Cytosine methylation is an epigenetic mechanism in eukaryotes that is often associated with stable transcriptional silencing, such as in X-chromosome inactivation and genomic imprinting. Aberrant methylation patterns occur in several inherited human diseases and in many cancers. To understand how methylated and unmethylated states of cytosine residues are transmitted during DNA replication, we develop a population-epigenetic model of DNA methylation dynamics. The model is informed by our observation that de novo methylation can occur on the daughter strand while leaving the opposing cytosine unmethylated, as revealed by the patterns of methylation on the two complementary strands of individual DNA molecules. Under our model, we can infer site-specific rates of both maintenance and de novo methylation, values that determine the fidelity of methylation inheritance, from double-stranded methylation data. This approach can be used for populations of cells obtained from individuals without the need for cell culture. We use our method to infer cytosine methylation rates at several sites within the promoter of the human gene FMR1.

Fig. 1.

A double-stranded sequence from the promoter of the hypermethylated FMR1 of a normal human female recovered by using hairpin-bisulfite PCR. Unmethylated cytosines are converted to uracil during the bisulfite reaction and appear as thymine after PCR amplification. Methylated cytosines are not converted. Unconverted (methylated) CpGs are shown in black, and converted (unmethylated) CpGs are boxed. Among these 22 CpG/CpG dyads, 16 were methylated, 2 were hemimethylated, and 4 were unmethylated. The two sites labeled A and B are hemimethylated sites of opposed polarity, with the methylated cytosine on the top strand at one site and on the bottom strand at the other site. The 26-nucleotide hairpin linker is boxed at the far left, with the randomized 7-nucleotide variable barcode shaded. This double-stranded sequence has been separated into two halves for ease of presentation.

Fig. 2.

The transition from methylated and unmethylated single CpGs tallied at time t – 1, just before one round of DNA replication, to methylated, hemimethylated, and unmethylated CpG/CpG dyads tallied at time t, just before the next round of DNA replication. The transition probabilities are determined by the probabilities of maintenance (μ) and de novo (δ_p and δ_d) methylation events. De novo methylation probabilities are considered separately for parent (δ_p) and daughter (δ_d) strands, under the assumption that they are independently susceptible to de novo methylation.
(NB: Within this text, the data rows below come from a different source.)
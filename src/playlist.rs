//! Music collections
//!
//! Keeps track of named tracks and which one is playing. Nothing here decodes
//! or outputs audio; `Music` only holds playback state.

use std::collections::{BTreeMap, HashMap};
use std::path::Path;

use serde::{Deserialize, Serialize};
use thiserror::Error;
use tracing::{debug, warn};

/// Errors raised while loading a collection manifest
#[derive(Debug, Error)]
pub enum PlaylistError {
    #[error("Failed to read playlist: {0}")]
    Io(#[from] std::io::Error),

    #[error("Invalid playlist manifest: {0}")]
    Json(#[from] serde_json::Error),
}

/// Playback state of a track
#[derive(Debug, Clone, Copy, Default, PartialEq, Eq, Serialize, Deserialize)]
#[serde(rename_all = "lowercase")]
pub enum PlaybackState {
    #[default]
    Stopped,
    Playing,
    Paused,
}

/// A named track
#[derive(Debug, Clone, PartialEq)]
pub struct Music {
    name: String,
    src: String,
    volume: f64,
    muted: bool,
    state: PlaybackState,
}

impl Music {
    pub fn new(name: impl Into<String>, src: impl Into<String>) -> Self {
        Self {
            name: name.into(),
            src: src.into(),
            volume: 1.0,
            muted: false,
            state: PlaybackState::Stopped,
        }
    }

    pub fn name(&self) -> &str {
        &self.name
    }

    /// Source path of the audio file
    pub fn src(&self) -> &str {
        &self.src
    }

    pub fn volume(&self) -> f64 {
        self.volume
    }

    /// Sets the volume, clamped to `0.0..=1.0`
    pub fn set_volume(&mut self, volume: f64) {
        self.volume = volume.clamp(0.0, 1.0);
    }

    pub fn muted(&self) -> bool {
        self.muted
    }

    pub fn set_muted(&mut self, muted: bool) {
        self.muted = muted;
    }

    pub fn state(&self) -> PlaybackState {
        self.state
    }

    /// True unless the track is playing
    pub fn paused(&self) -> bool {
        self.state != PlaybackState::Playing
    }

    pub fn play(&mut self) {
        self.state = PlaybackState::Playing;
    }

    pub fn pause(&mut self) {
        if self.state == PlaybackState::Playing {
            self.state = PlaybackState::Paused;
        }
    }

    /// Pauses and rewinds to the start
    pub fn stop(&mut self) {
        self.state = PlaybackState::Stopped;
    }
}

/// Tracks by name, with at most one current track
#[derive(Debug, Default)]
pub struct MusicCollection {
    tracks: HashMap<String, Music>,
    current: Option<String>,
}

impl MusicCollection {
    pub fn new() -> Self {
        Self::default()
    }

    /// Adds a track. A name already present is logged and left untouched.
    pub fn add(&mut self, music: Music) -> bool {
        if self.tracks.contains_key(music.name()) {
            warn!("There is already a music with {}", music.name());
            return false;
        }
        self.tracks.insert(music.name.clone(), music);
        true
    }

    pub fn get(&self, name: &str) -> Option<&Music> {
        self.tracks.get(name)
    }

    pub fn get_mut(&mut self, name: &str) -> Option<&mut Music> {
        self.tracks.get_mut(name)
    }

    pub fn len(&self) -> usize {
        self.tracks.len()
    }

    pub fn is_empty(&self) -> bool {
        self.tracks.is_empty()
    }

    /// The current track, if any
    pub fn current(&self) -> Option<&Music> {
        self.current.as_deref().and_then(|name| self.tracks.get(name))
    }

    /// Stops the current track and plays `name`.
    ///
    /// An unknown name leaves no track current.
    pub fn play(&mut self, name: &str) {
        self.stop_current();
        self.current = self.tracks.contains_key(name).then(|| name.to_string());
        if let Some(music) = self.current_mut() {
            debug!(track = %music.name, "Playing");
            music.play();
        }
    }

    pub fn pause(&mut self) {
        if let Some(music) = self.current_mut() {
            music.pause();
        }
    }

    /// Stops the current track and clears it
    pub fn stop(&mut self) {
        self.stop_current();
        self.current = None;
    }

    fn stop_current(&mut self) {
        if let Some(music) = self.current_mut() {
            music.stop();
        }
    }

    fn current_mut(&mut self) -> Option<&mut Music> {
        let name = self.current.as_deref()?;
        self.tracks.get_mut(name)
    }
}

/// Loads a collection from a JSON manifest of `{ "name": "source" }` pairs
pub async fn load_collection(path: impl AsRef<Path>) -> Result<MusicCollection, PlaylistError> {
    let content = tokio::fs::read_to_string(path.as_ref()).await?;
    let manifest: BTreeMap<String, String> = serde_json::from_str(&content)?;

    let mut collection = MusicCollection::new();
    for (name, src) in manifest {
        collection.add(Music::new(name, src));
    }
    Ok(collection)
}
Unmethylated single CpGs entering the replication process are represented by white diamonds and u, and methylated single CpGs entering the replication process are represented by filled squares and m. Methylated CpG/CpG dyads produced by the replication process are represented by M, hemimethylated dyads are represented by H, and unmethylated dyads are represented by U.

Fig. 3.

Observed CpG/CpG dyad proportions and inferred methylation rates for seven CpG sites of the FMR1 promoter on the inactive X chromosome of a normal human female. (Lower) The bar graphs represent the proportions of methylated (black), hemimethylated (gray), and unmethylated (white) CpG/CpG dyads at each site; the horizontal line that divides each bar into two parts illustrates the frequency of methylated (below the line) and unmethylated (above the line) single CpGs at each site. (Upper) Maximum-likelihood point estimates for methylation rates. Triangles represent maintenance methylation rates (μ), and circles represent de novo methylation rates (δ). Open circles and triangles represent rates inferred under the assumption that parent and daughter strand de novo methylation rates are equal (δ_p = δ_d); filled circles and triangles represent rates inferred under the assumption that de novo methylation occurs only on the daughter strand (δ_p = 0). The inferred de novo methylation rate for site 16 is 1.0 under both assumptions, because the sampled sequences lacked CpG/CpG dyads of the unmethylated class. The values represented were calculated from the methylation patterns of 33 distinct hypermethylated sequences from different cells, as determined by their molecular barcodes. CpG site numbers correspond to those used in ref. .

Fig. 4.

Examples of maximum-likelihood estimates of site-specific methylation rates and their approximate 95% confidence regions. Point estimates of maintenance and de novo methylation rates were inferred by maximum likelihood under the model given in Fig. 2 by using the data on CpG/CpG dyad classes represented in Fig. 3 Lower. The estimates shown here are based on the assumption that parent and daughter strand de novo methylation rates are equal (δ_p = δ_d). The approximate 95% confidence regions are shown in white; the point estimates are indicated by gray dots. The four sites for which estimates are shown here represent the range of outcomes from the analysis of the seven CpG sites shown in Fig. 3.